Making App Engine More Pythonic

2013-10-18 22:27

Lately, I was re-evaluating Google App Engine – the cloud computing platform – to see how feasible it would be for one pet project I’ve had in mind. It was pleasantly surprising overall, as the platform improved quite a lot while I wasn’t looking, since about a year and a half ago. Mostly interested in the Python part, I noticed that version 2.7 is now standard, lots of libraries are available out of the box, and it’s possible to use to pretty much any web framework you’d like to, such as Flask or Django.

Still, there are some quirks. App Engine SDK, for example, is a self-contained bundle with a bunch of Python packages that make it possible to run the development server with your app on your local machine. You don’t really “install” it into your Python interpreter, though.
Same goes for any additional, third party libraries your app may need. They must all be deployed along with it, as there is no setup.py or requirements.txt to specify your dependencies in. If you’re used to how e.g. Heroku handles dependencies, GAE’s way will undoubtedly be quite a letdown.

Good news are: you can still make it work sanely. By that I mean using virtualenv for development rather than your global, system-level interpreter, and keeping the code of any third party libraries out of your project’s repository. You may not get quite the same experience of pip install and pip freeze > requirements.txt but well… it’s close enough :)

Dependencies as Git submodules

So you have an application that requires some external libraries. Few of them are provided by App Engine itself, and you will be able to access them after you specify your requirement in app.yaml. Many times, however, you will want to tap into broader open source ecosystem, just like you’d like with any other Python app.

There is a way, fortunately, to include external libraries to go with your application without them cluttering your repository. Since the de facto standard for publishing code on the ‘net is to push it to a public Git repository, we can use Git submodules to “symlink” to those repositories. Our own Git repo won’t store any of their actual content, but only a list of URLs; the .gitmodules file.

If you held your breath at the mere mention of Git submodules, don’t panic. They get a lot of flak, that’s true, and many of their claimed shortcomings are quite genuine. All of them apply to the scenario where a main repo uses submodules to reuse shared subproject that is modified in conjunction with the main one.
As you have probably noticed, this is totally different than the setting we’re discussing here. When including an external dependency, the fact that Git submodule points to specific commit in the other repo is a feature, not bug. It’s the exact same reason why we should always put version numbers in requirements.txt: upgrading a third party library must never be accidental, or you risk breaking your code through unexpected API or behavior changes.

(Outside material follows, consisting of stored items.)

//! Redb table definitions backing the bucket hierarchy.

use redb::TableDefinition;

// Key: encoded bucket path (see `BucketPath`), Value: unit marker
pub const BUCKETS: TableDefinition<&[u8], ()> = TableDefinition::new("buckets");

// Key: (encoded parent bucket path, entry key), Value: raw entry bytes
pub const ENTRIES: TableDefinition<(&[u8], &[u8]), &[u8]> = TableDefinition::new("entries");
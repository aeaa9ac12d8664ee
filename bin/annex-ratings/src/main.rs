//! Annex Ratings - star ratings for named resources
//!
//! Serves `GET`/`PUT /{type}/{key}/ratings` over a local redb store.

use annex_common::{ConfigOverrides, ServiceConfig};
use annex_store::{ResourceNamespace, Store};
use anyhow::{Context, Result};
use clap::Parser;
use std::path::PathBuf;
use std::sync::Arc;
use tracing::info;
use tracing_subscriber::{layer::SubscriberExt, util::SubscriberInitExt};

#[derive(Parser, Debug)]
#[command(name = "annex-ratings")]
#[command(about = "Annex ratings service")]
#[command(version)]
struct Args {
    /// Configuration file path
    #[arg(short, long, default_value = "/etc/annex/ratings.toml")]
    config: String,

    /// Store file path
    #[arg(long, env = "DSN")]
    dsn: Option<PathBuf>,

    /// HTTP listen port
    #[arg(short, long, env = "PORT")]
    port: Option<u16>,

    /// Comma separated resource types to serve
    #[arg(long, env = "RESOURCE_TYPES")]
    resource_types: Option<String>,

    /// Log level, overrides `[logging] level` in the config file
    #[arg(long, env = "LOG_LEVEL")]
    log_level: Option<String>,
}

impl Args {
    /// Overlay explicitly given arguments onto the file configuration
    fn apply(self, config: &mut ServiceConfig) {
        ConfigOverrides {
            dsn: self.dsn,
            port: self.port,
            resource_types: self.resource_types,
            log_level: self.log_level,
        }
        .apply(config);
    }
}

#[tokio::main]
async fn main() -> Result<()> {
    let args = Args::parse();
    let config_path = args.config.clone();

    // Load config file if it exists
    let mut config = ServiceConfig::load(&config_path).unwrap_or_else(|e| {
        eprintln!("Warning: {e}");
        ServiceConfig::default()
    });

    // CLI and environment take precedence over the file
    args.apply(&mut config);

    // Initialize logging
    tracing_subscriber::registry()
        .with(
            tracing_subscriber::EnvFilter::try_from_default_env()
                .unwrap_or_else(|_| config.logging.level.clone().into()),
        )
        .with(tracing_subscriber::fmt::layer())
        .init();

    info!("Starting Annex ratings service");
    info!("Config file: {}", config_path);
    config.validate().context("invalid configuration")?;

    let store = Arc::new(
        Store::open(&config.dsn)
            .with_context(|| format!("failed to open store at {}", config.dsn.display()))?,
    );
    ResourceNamespace::new(store.clone())
        .provision(&config.resource_types)
        .with_context(|| format!("failed to provision {:?}", config.resource_types))?;
    info!("Rateable types: {:?}", config.resource_types);

    let app = annex_http::ratings_router(store.clone());
    annex_http::serve(app, config.listen_addr()).await?;

    store.close();
    info!("Ratings service shut down gracefully");

    Ok(())
}
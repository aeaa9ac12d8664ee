//! Rating aggregates attached to resource instances.
//!
//! Each resource instance bucket holds at most one aggregate record under the
//! `ratings` key. Merges run inside the store's exclusive write transaction,
//! so concurrent merges serialize and none is lost.

use crate::error::{AttachError, AttachResult};
use crate::store::{BucketReader, Store};
use annex_common::RatingAggregate;
use std::sync::Arc;
use tracing::debug;

/// Key of the aggregate record inside a resource instance bucket
pub const RATINGS_KEY: &[u8] = b"ratings";

/// Handle to the ratings of one resource instance
#[derive(Clone)]
pub struct Rateable {
    store: Arc<Store>,
    kind: String,
    key: String,
}

impl Rateable {
    pub fn new(store: Arc<Store>, kind: impl Into<String>, key: impl Into<String>) -> Self {
        Self {
            store,
            kind: kind.into(),
            key: key.into(),
        }
    }

    /// Resource type, e.g. "books"
    #[must_use]
    pub fn kind(&self) -> &str {
        &self.kind
    }

    /// Resource key within its type
    #[must_use]
    pub fn key(&self) -> &str {
        &self.key
    }

    /// Add `delta` to the stored aggregate and return the new total.
    ///
    /// The resource instance is created on first touch. Every counter of the
    /// result is clamped to zero, so negative deltas can retract votes but
    /// never drive a counter below zero.
    pub fn merge(&self, delta: RatingAggregate) -> AttachResult<RatingAggregate> {
        self.store.run_read_write(|tx| {
            let kind_bucket = tx
                .bucket(self.kind.as_bytes())?
                .ok_or_else(|| self.type_not_found())?;
            let instance = tx.create_nested_if_absent(&kind_bucket, self.key.as_bytes())?;

            let current = match tx.get(&instance, RATINGS_KEY)? {
                Some(data) => serde_json::from_slice(&data)?,
                None => RatingAggregate::zero(),
            };

            let updated = current.apply(delta);
            let data = serde_json::to_vec(&updated)?;
            tx.put(&instance, RATINGS_KEY, &data)?;
            debug!(
                "Merged rating for {}/{}: {:?} -> {:?}",
                self.kind, self.key, current, updated
            );
            Ok(updated)
        })
    }

    /// Read the stored aggregate. An instance without a record reads as zero.
    pub fn fetch(&self) -> AttachResult<RatingAggregate> {
        self.store.run_read_only(|tx| {
            let kind_bucket = tx
                .bucket(self.kind.as_bytes())?
                .ok_or_else(|| self.type_not_found())?;
            let instance = tx
                .nested(&kind_bucket, self.key.as_bytes())?
                .ok_or_else(|| AttachError::ResourceInstanceNotFound {
                    kind: self.kind.clone(),
                    key: self.key.clone(),
                })?;

            match tx.get(&instance, RATINGS_KEY)? {
                Some(data) => Ok(serde_json::from_slice(&data)?),
                None => Ok(RatingAggregate::zero()),
            }
        })
    }

    fn type_not_found(&self) -> AttachError {
        AttachError::ResourceTypeNotFound {
            kind: self.kind.clone(),
        }
    }
}

#[cfg(test)]
mod tests {
    use super::*;
    use crate::error::StoreError;
    use crate::testutil::{open_store, seed};
    use std::thread;

    const KIND: &str = "posts";
    const KEY: &str = "my-key";

    fn write_record(store: &Store, rating: &RatingAggregate) {
        store
            .run_read_write(|tx| {
                let kind = tx.ensure_bucket(KIND.as_bytes())?;
                let instance = tx.create_nested_if_absent(&kind, KEY.as_bytes())?;
                tx.put(&instance, RATINGS_KEY, &serde_json::to_vec(rating)?)?;
                Ok::<_, AttachError>(())
            })
            .unwrap();
    }

    #[test]
    fn test_merge_unknown_type() {
        let (_dir, store) = open_store();
        let rateable = Rateable::new(store, "unknown", KEY);

        let result = rateable.merge(RatingAggregate::new(1, 0, 0, 0, 0));
        assert!(matches!(
            result,
            Err(AttachError::ResourceTypeNotFound { ref kind }) if kind == "unknown"
        ));
    }

    #[test]
    fn test_merge_creates_instance_on_first_touch() {
        let (_dir, store) = open_store();
        seed(&store, KIND, None);
        let rateable = Rateable::new(store, KIND, "another-key");

        let merged = rateable.merge(RatingAggregate::new(4, 0, 0, 0, 0)).unwrap();
        assert_eq!(merged, RatingAggregate::new(4, 0, 0, 0, 0));
        assert_eq!(rateable.fetch().unwrap(), merged);
    }

    #[test]
    fn test_merge_rejects_empty_key() {
        let (_dir, store) = open_store();
        seed(&store, KIND, None);
        let rateable = Rateable::new(store, KIND, "");

        let result = rateable.merge(RatingAggregate::new(1, 0, 0, 0, 0));
        assert!(matches!(
            result,
            Err(AttachError::Store(StoreError::InvalidName))
        ));
    }

    #[test]
    fn test_merge_adds_to_existing_record() {
        let (_dir, store) = open_store();
        write_record(&store, &RatingAggregate::new(1, 2, 3, 4, 5));
        let rateable = Rateable::new(store, KIND, KEY);

        let merged = rateable
            .merge(RatingAggregate::new(2, 1, 1000, 976, 12))
            .unwrap();
        assert_eq!(merged, RatingAggregate::new(3, 3, 1003, 980, 17));
    }

    #[test]
    fn test_merge_clamps_each_counter() {
        let (_dir, store) = open_store();
        write_record(&store, &RatingAggregate::new(1, 2, 3, 4, 5));
        let rateable = Rateable::new(store, KIND, KEY);

        let merged = rateable
            .merge(RatingAggregate::new(-2, 1, 10, -6, 0))
            .unwrap();
        assert_eq!(merged, RatingAggregate::new(0, 3, 13, 0, 5));
        assert_eq!(rateable.fetch().unwrap(), merged);
    }

    #[test]
    fn test_merge_floor_applies_every_time() {
        let (_dir, store) = open_store();
        seed(&store, KIND, None);
        let rateable = Rateable::new(store, KIND, KEY);

        rateable.merge(RatingAggregate::new(-10, 0, 0, 0, 0)).unwrap();
        let merged = rateable.merge(RatingAggregate::new(3, 0, 0, 0, 0)).unwrap();
        assert_eq!(merged.five_stars, 3);

        let deltas = [
            RatingAggregate::new(5, -3, 2, 0, -1),
            RatingAggregate::new(-7, 4, -9, 1, 2),
            RatingAggregate::new(1, -10, 3, -4, 0),
        ];
        for delta in deltas {
            assert!(rateable.merge(delta).unwrap().is_non_negative());
        }
    }

    #[test]
    fn test_fetch_unknown_type() {
        let (_dir, store) = open_store();
        let rateable = Rateable::new(store, "unknown", KEY);
        assert!(matches!(
            rateable.fetch(),
            Err(AttachError::ResourceTypeNotFound { .. })
        ));
    }

    #[test]
    fn test_fetch_unknown_instance() {
        let (_dir, store) = open_store();
        seed(&store, KIND, None);
        let rateable = Rateable::new(store, KIND, "another-key");
        assert!(matches!(
            rateable.fetch(),
            Err(AttachError::ResourceInstanceNotFound { ref kind, ref key })
                if kind == KIND && key == "another-key"
        ));
    }

    #[test]
    fn test_fetch_without_record_is_zero() {
        let (_dir, store) = open_store();
        seed(&store, KIND, Some(KEY));
        let rateable = Rateable::new(store, KIND, KEY);
        assert_eq!(rateable.fetch().unwrap(), RatingAggregate::zero());
    }

    #[test]
    fn test_fetch_returns_record() {
        let (_dir, store) = open_store();
        let stored = RatingAggregate::new(1, 2, 3, 4, 5);
        write_record(&store, &stored);
        assert_eq!(Rateable::new(store, KIND, KEY).fetch().unwrap(), stored);
    }

    #[test]
    fn test_fetch_corrupt_record() {
        let (_dir, store) = open_store();
        seed(&store, KIND, Some(KEY));
        store
            .run_read_write(|tx| {
                let kind = tx.bucket(KIND.as_bytes())?.unwrap();
                let instance = tx.nested(&kind, KEY.as_bytes())?.unwrap();
                tx.put(&instance, RATINGS_KEY, b"not json")
            })
            .unwrap();

        let result = Rateable::new(store, KIND, KEY).fetch();
        assert!(matches!(result, Err(AttachError::Store(StoreError::Codec(_)))));
    }

    #[test]
    fn test_concurrent_merges_are_not_lost() {
        let (_dir, store) = open_store();
        seed(&store, KIND, None);

        let handles: Vec<_> = (0..8)
            .map(|_| {
                let rateable = Rateable::new(store.clone(), KIND, KEY);
                thread::spawn(move || {
                    for _ in 0..25 {
                        rateable.merge(RatingAggregate::new(1, 0, 0, 0, 2)).unwrap();
                    }
                })
            })
            .collect();
        for handle in handles {
            handle.join().unwrap();
        }

        let total = Rateable::new(store, KIND, KEY).fetch().unwrap();
        assert_eq!(total, RatingAggregate::new(200, 0, 0, 0, 400));
    }
}
//! Shared handler state.

use crate::error::{ApiError, ApiResult};
use annex_store::{ResourceNamespace, Store};
use std::sync::Arc;
use tracing::{error, warn};

/// State shared by the handlers of one service
pub struct AppState {
    pub store: Arc<Store>,
    pub namespace: ResourceNamespace,
}

impl AppState {
    pub fn new(store: Arc<Store>) -> Self {
        let namespace = ResourceNamespace::new(store.clone());
        Self { store, namespace }
    }

    /// Reject requests for resource types that were never provisioned.
    ///
    /// `label` names the attachment in the error, e.g. "rateable".
    pub async fn require_type(&self, label: &str, kind: &str) -> ApiResult<()> {
        let namespace = self.namespace.clone();
        let name = kind.to_string();
        if blocking(move || namespace.exists(&name)).await? {
            return Ok(());
        }
        warn!(kind = %kind, "Unknown {} type", label);
        Err(ApiError::not_acceptable(format!(
            "{label} type, {kind}, not found"
        )))
    }
}

/// Run store work on the blocking pool.
pub async fn blocking<T, F>(f: F) -> ApiResult<T>
where
    F: FnOnce() -> T + Send + 'static,
    T: Send + 'static,
{
    tokio::task::spawn_blocking(f).await.map_err(|e| {
        error!("Store task failed: {}", e);
        ApiError::internal("request could not be completed")
    })
}
//! Comments handlers
//!
//! ```text
//! POST   /{type}/{key}/comments        add a comment, creating the instance
//! GET    /{type}/{key}/comments        list comments
//! GET    /{type}/{key}/comments/{id}   fetch one comment
//! PATCH  /{type}/{key}/comments/{id}   replace the comment text
//! DELETE /{type}/{key}/comments/{id}   delete one comment
//! ```
//!
//! Every route first checks the resource type (406). All routes except
//! POST then require the resource instance to exist (404).

use crate::error::{ApiError, ApiResult, Message};
use crate::state::{AppState, blocking};
use annex_common::{Comment, CommentId};
use annex_store::Commentable;
use axum::Json;
use axum::body::Bytes;
use axum::extract::{Path, State};
use serde::{Deserialize, Serialize};
use std::sync::Arc;
use tracing::{error, warn};

const COMMENTABLE: &str = "commentable";

const COMMENT_INVALID: &str = "comment could not be parsed";
const COMMENT_NOT_FOUND: &str = "comment not found";
const COMMENT_LIST_ERR: &str = "could not load comments";
const COMMENT_DELETE_ERR: &str = "comment could not be deleted";
const COMMENT_SAVE_ERR: &str = "comment could not be saved";
const COMMENTABLE_SAVE_ERR: &str = "could not provision comments";

/// Response body of the list route
#[derive(Debug, Serialize, Deserialize)]
pub struct CommentList {
    pub comments: Vec<Comment>,
}

/// Type check followed by the instance check
async fn resolve(state: &AppState, kind: String, key: String) -> ApiResult<Commentable> {
    state.require_type(COMMENTABLE, &kind).await?;

    let commentable = Commentable::new(state.store.clone(), kind, key);
    let handle = commentable.clone();
    if blocking(move || handle.instance_exists()).await? {
        return Ok(commentable);
    }
    warn!(
        kind = %commentable.kind(),
        key = %commentable.key(),
        "Commentable validation failed"
    );
    Err(ApiError::not_found(format!(
        "{} not found with key {}",
        commentable.kind(),
        commentable.key()
    )))
}

/// Parse a comment body. Only the text is taken from the client.
fn parse_text(body: &[u8]) -> ApiResult<String> {
    match serde_json::from_slice::<Comment>(body) {
        Ok(comment) if !comment.is_empty() => Ok(comment.value),
        Ok(_) => {
            error!("{}: empty value", COMMENT_INVALID);
            Err(ApiError::bad_request(COMMENT_INVALID))
        }
        Err(e) => {
            error!("{}: {}", COMMENT_INVALID, e);
            Err(ApiError::bad_request(COMMENT_INVALID))
        }
    }
}

/// Fetch a comment, mapping every failure to 400
async fn existing(commentable: &Commentable, id: CommentId) -> ApiResult<Comment> {
    let handle = commentable.clone();
    let lookup = id.clone();
    blocking(move || handle.fetch(&lookup)).await?.map_err(|e| {
        error!(
            kind = %commentable.kind(),
            key = %commentable.key(),
            id = %id,
            "{}: {}", COMMENT_NOT_FOUND, e
        );
        ApiError::bad_request(COMMENT_NOT_FOUND)
    })
}

async fn save(commentable: &Commentable, comment: Comment) -> ApiResult<Comment> {
    let handle = commentable.clone();
    let value = comment.value.clone();
    blocking(move || handle.replace(comment)).await?.map_err(|e| {
        error!(
            kind = %commentable.kind(),
            key = %commentable.key(),
            comment = %value,
            "{}: {}", COMMENT_SAVE_ERR, e
        );
        ApiError::internal(COMMENT_SAVE_ERR)
    })
}

/// POST /{type}/{key}/comments
///
/// # Errors
/// 406 for an unknown type or if the instance cannot be created, 400 for an
/// unparsable or empty body, 500 if the comment cannot be stored.
pub async fn add_comment(
    State(state): State<Arc<AppState>>,
    Path((kind, key)): Path<(String, String)>,
    body: Bytes,
) -> ApiResult<Json<Comment>> {
    state.require_type(COMMENTABLE, &kind).await?;

    let creator = Commentable::new(state.store.clone(), kind.clone(), key.clone());
    if let Err(e) = blocking(move || creator.ensure_instance()).await? {
        error!(kind = %kind, key = %key, "{}: {}", COMMENTABLE_SAVE_ERR, e);
        return Err(ApiError::not_acceptable(COMMENTABLE_SAVE_ERR));
    }

    let commentable = resolve(&state, kind, key).await?;
    let text = parse_text(&body)?;
    Ok(Json(save(&commentable, Comment::new(text)).await?))
}

/// GET /{type}/{key}/comments
///
/// # Errors
/// 406 for an unknown type, 404 for an unknown instance, 500 if the
/// comments cannot be read.
pub async fn list_comments(
    State(state): State<Arc<AppState>>,
    Path((kind, key)): Path<(String, String)>,
) -> ApiResult<Json<CommentList>> {
    let commentable = resolve(&state, kind, key).await?;

    let handle = commentable.clone();
    match blocking(move || handle.list()).await? {
        Ok(comments) => Ok(Json(CommentList { comments })),
        Err(e) => {
            error!(
                kind = %commentable.kind(),
                key = %commentable.key(),
                "{}: {}", COMMENT_LIST_ERR, e
            );
            Err(ApiError::internal(COMMENT_LIST_ERR))
        }
    }
}

/// GET /{type}/{key}/comments/{id}
///
/// # Errors
/// 406 for an unknown type, 404 for an unknown instance, 400 for an
/// unknown comment.
pub async fn get_comment(
    State(state): State<Arc<AppState>>,
    Path((kind, key, id)): Path<(String, String, String)>,
) -> ApiResult<Json<Comment>> {
    let commentable = resolve(&state, kind, key).await?;
    Ok(Json(existing(&commentable, CommentId::from_client(id)).await?))
}

/// PATCH /{type}/{key}/comments/{id}
///
/// # Errors
/// As for GET, plus 400 for an unparsable body and 500 if the comment
/// cannot be stored.
pub async fn update_comment(
    State(state): State<Arc<AppState>>,
    Path((kind, key, id)): Path<(String, String, String)>,
    body: Bytes,
) -> ApiResult<Json<Comment>> {
    let commentable = resolve(&state, kind, key).await?;
    let text = parse_text(&body)?;

    let mut comment = existing(&commentable, CommentId::from_client(id)).await?;
    comment.value = text;
    Ok(Json(save(&commentable, comment).await?))
}

/// DELETE /{type}/{key}/comments/{id}
///
/// # Errors
/// As for GET, plus 500 if the comment cannot be deleted.
pub async fn delete_comment(
    State(state): State<Arc<AppState>>,
    Path((kind, key, id)): Path<(String, String, String)>,
) -> ApiResult<Json<Message>> {
    let commentable = resolve(&state, kind, key).await?;
    let comment = existing(&commentable, CommentId::from_client(id)).await?;

    let handle = commentable.clone();
    let id = comment.id.clone();
    if let Err(e) = blocking(move || handle.remove(&id)).await? {
        error!(
            kind = %commentable.kind(),
            key = %commentable.key(),
            id = %comment.id,
            "{}: {}", COMMENT_DELETE_ERR, e
        );
        return Err(ApiError::internal(COMMENT_DELETE_ERR));
    }

    Ok(Json(Message::new(format!(
        "successfully deleted {} comment with id: {}",
        commentable.kind(),
        comment.id
    ))))
}

#[cfg(test)]
mod tests {
    use crate::testutil::{TestApp, json};
    use axum::http::{Method, StatusCode};

    async fn add(app: &TestApp, uri: &str, body: &str) -> serde_json::Value {
        let (status, body) = app.send(Method::POST, uri, Some(body)).await;
        assert_eq!(status, StatusCode::OK);
        json(&body)
    }

    #[tokio::test]
    async fn test_comment_lifecycle() {
        let app = TestApp::comments(&["books"]);

        let created = add(&app, "/books/b1/comments", r#"{"value":"great read"}"#).await;
        let id = created["id"].as_str().unwrap().to_string();
        assert!(!id.is_empty());
        assert_eq!(created["value"], "great read");

        let (status, body) = app.send(Method::GET, "/books/b1/comments", None).await;
        assert_eq!(status, StatusCode::OK);
        assert_eq!(json(&body)["comments"], serde_json::json!([created]));

        let uri = format!("/books/b1/comments/{id}");
        let (status, body) = app
            .send(Method::PATCH, &uri, Some(r#"{"value":"edited"}"#))
            .await;
        assert_eq!(status, StatusCode::OK);
        assert_eq!(json(&body)["id"], id.as_str());
        assert_eq!(json(&body)["value"], "edited");

        let (status, body) = app.send(Method::GET, &uri, None).await;
        assert_eq!(status, StatusCode::OK);
        assert_eq!(json(&body)["value"], "edited");

        let (status, body) = app.send(Method::DELETE, &uri, None).await;
        assert_eq!(status, StatusCode::OK);
        assert_eq!(
            json(&body)["message"],
            format!("successfully deleted books comment with id: {id}")
        );

        let (status, body) = app.send(Method::GET, &uri, None).await;
        assert_eq!(status, StatusCode::BAD_REQUEST);
        assert_eq!(json(&body)["message"], "comment not found");
    }

    #[tokio::test]
    async fn test_client_id_is_ignored() {
        let app = TestApp::comments(&["books"]);
        let created = add(
            &app,
            "/books/b1/comments",
            r#"{"id":"chosen-by-client","value":"hello"}"#,
        )
        .await;
        assert_ne!(created["id"], "chosen-by-client");
    }

    #[tokio::test]
    async fn test_unknown_type() {
        let app = TestApp::comments(&["books"]);
        for (method, uri) in [
            (Method::POST, "/posts/p1/comments"),
            (Method::GET, "/posts/p1/comments"),
            (Method::GET, "/posts/p1/comments/c1"),
            (Method::DELETE, "/posts/p1/comments/c1"),
        ] {
            let (status, body) = app.send(method, uri, Some(r#"{"value":"x"}"#)).await;
            assert_eq!(status, StatusCode::NOT_ACCEPTABLE);
            assert_eq!(json(&body)["message"], "commentable type, posts, not found");
        }
    }

    #[tokio::test]
    async fn test_unknown_instance() {
        let app = TestApp::comments(&["books"]);

        let (status, body) = app.send(Method::GET, "/books/b9/comments", None).await;
        assert_eq!(status, StatusCode::NOT_FOUND);
        assert_eq!(json(&body)["message"], "books not found with key b9");

        let (status, _) = app
            .send(Method::PATCH, "/books/b9/comments/c1", Some(r#"{"value":"x"}"#))
            .await;
        assert_eq!(status, StatusCode::NOT_FOUND);
    }

    #[tokio::test]
    async fn test_add_invalid_body() {
        let app = TestApp::comments(&["books"]);
        for body in ["not json", r#"{"value":""}"#, "{}"] {
            let (status, resp) = app.send(Method::POST, "/books/b1/comments", Some(body)).await;
            assert_eq!(status, StatusCode::BAD_REQUEST);
            assert_eq!(json(&resp)["message"], "comment could not be parsed");
        }

        // The instance is provisioned even when the body is rejected
        let (status, body) = app.send(Method::GET, "/books/b1/comments", None).await;
        assert_eq!(status, StatusCode::OK);
        assert_eq!(json(&body)["comments"], serde_json::json!([]));
    }

    #[tokio::test]
    async fn test_missing_comment() {
        let app = TestApp::comments(&["books"]);
        add(&app, "/books/b1/comments", r#"{"value":"first"}"#).await;

        for method in [Method::GET, Method::DELETE] {
            let (status, body) = app.send(method, "/books/b1/comments/nope", None).await;
            assert_eq!(status, StatusCode::BAD_REQUEST);
            assert_eq!(json(&body)["message"], "comment not found");
        }
        let (status, _) = app
            .send(Method::PATCH, "/books/b1/comments/nope", Some(r#"{"value":"x"}"#))
            .await;
        assert_eq!(status, StatusCode::BAD_REQUEST);
    }

    #[tokio::test]
    async fn test_list_in_creation_order() {
        let app = TestApp::comments(&["authors", "books"]);
        let first = add(&app, "/authors/a1/comments", r#"{"value":"one"}"#).await;
        let second = add(&app, "/authors/a1/comments", r#"{"value":"two"}"#).await;
        add(&app, "/books/b1/comments", r#"{"value":"elsewhere"}"#).await;

        let (_, body) = app.send(Method::GET, "/authors/a1/comments", None).await;
        assert_eq!(json(&body)["comments"], serde_json::json!([first, second]));
    }
}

So, how to do it – use Git submodules, that is? You substitute pip install with git submodule add:

  1. $ git submodule add git://github.com/mitsuhiko/flask lib/flask

This will establish reference between the repo under given URL and a directory path inside your project, fetching the repo’s content in the process. But as you will quickly notice in $ git status, that content won’t become part of the working directory.
After all this talk about being explicit with your libraries’ version, you probably also want to checkout a correct release:

  1. $ cd lib/flask
  2. $ git checkout 0.10.1

Otherwise, you will work off whatever the current HEAD happened to be, exactly how pip install flask would give you whatever is the newest release in PyPI.

Working alone from a single machine, this would set you up for the time being. For starting somewhere else, though, you need equivalent of pip install -r requirements.txt, i.e. a way to fetch all your libraries at once. Here’s where git submodule update comes handy:

  1. $ git submodule update --init

It will both setup your freshly cloned repo to use submodules specified in .gitmodules files, as well as pull the submodules’ content.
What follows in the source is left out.